Apply transformation matrix T (that is our data) on some vector:

T * some-vector = new-rotated-unit-vector * scaling-factor

we get the same effect as above, by calling 3 different transformations (rotation-scaling-rotation) denoted by:

T = U.sigma. V ....... svd

So it means, on any vector v, we can apply T (our data matrix) or 3 transformations (U.sigma.V) and we can have the same effect.

So far so good when we see above operations only from transformation perspective.

Now suddenly, we change whole perspective. It is no more a transformation perspective.

As per new perspective, sigma-matrix also have other meaning apart from scaling-matrix which suggests which axis has highest variation to project our data.

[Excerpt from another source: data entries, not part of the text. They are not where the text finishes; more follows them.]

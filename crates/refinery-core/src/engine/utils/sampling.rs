use crate::core::forcefield::potentials::GAS_CONSTANT;
use rand::Rng;
use tracing::instrument;

/// Inverse thermal energy `1 / (R T)` in mol/kJ for a temperature in Kelvin.
#[inline]
pub fn beta(temperature: f64) -> f64 {
    1.0 / (GAS_CONSTANT * temperature)
}

/// Metropolis criterion: always accepts a move that does not raise the energy, otherwise accepts
/// with probability `exp(-delta * beta)`.
#[instrument(level = "trace", skip_all, fields(delta))]
pub fn metropolis_accept(delta: f64, beta: f64, rng: &mut impl Rng) -> bool {
    if delta <= 0.0 {
        return true;
    }
    rng.r#gen::<f64>() < (-delta * beta).exp()
}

This is so confusing. We used our data as transformation matrix T and decomposed it on 3 different matrices.
This is okay no issues.

Now we are saying, on one of these decomposed matrix, we can project our data (our data which we used as transformation matrix) onto that.

I am unable to match these 2 perspective and that is my problem.

Best Answer

The essence of your question, as far as I understand it, is this.

Suppose that $T = U\Sigma V^T$ is an SVD of an $m \times n$ data matrix. How does the geometric interpretation of the SVD connect with the statistical interpretation of $\Sigma$, wherein the singular values suggest which axis has the highest variation to project our data?

I will assume that each column of $T$ represents a single data point. To use the rows of $T$ in this way instead, simply transpose $T$ and apply the same analysis.

First of all, we should establish how it is that the transformation $T$ "encodes" the data in question. This relationship is simple: if $e_i$ denotes the $i$th standard basis vector of $\Bbb R^n$ ($i$th column of the size $n$ identity matrix), then the $i$th data-point is $Te_i$. So, $T$ is a transformation that takes the points $e_1,e_2,\dots,e_n$, each of which lies on the unit sphere in $\Bbb R^n$, and maps them to the data points $Te_1,Te_2,\dots,Te_n$.

The SVD shows what $T$ does to the unit sphere $S^{n-1}$, and the vector $v_1$ of $V$ corresponding to the largest singular value $\sigma_1$ shows the direction in which the sphere is "stretched" to the greatest extent within the ellipsoid $T(S^{n-1})$. Because the points $T e_1,\dots, T e_n$ are the output corresponding to points on the sphere, we see that they "move along" with the sphere, and so the "spherical" cloud of points is stretched to produce the "ellipsoidal" could of points corresponding to our data. The fact that $v_1$ is the direction in which the sphere is stretched the most corresponds to the fact that $v_1$ is the direction along which we find the most variation in the data cloud.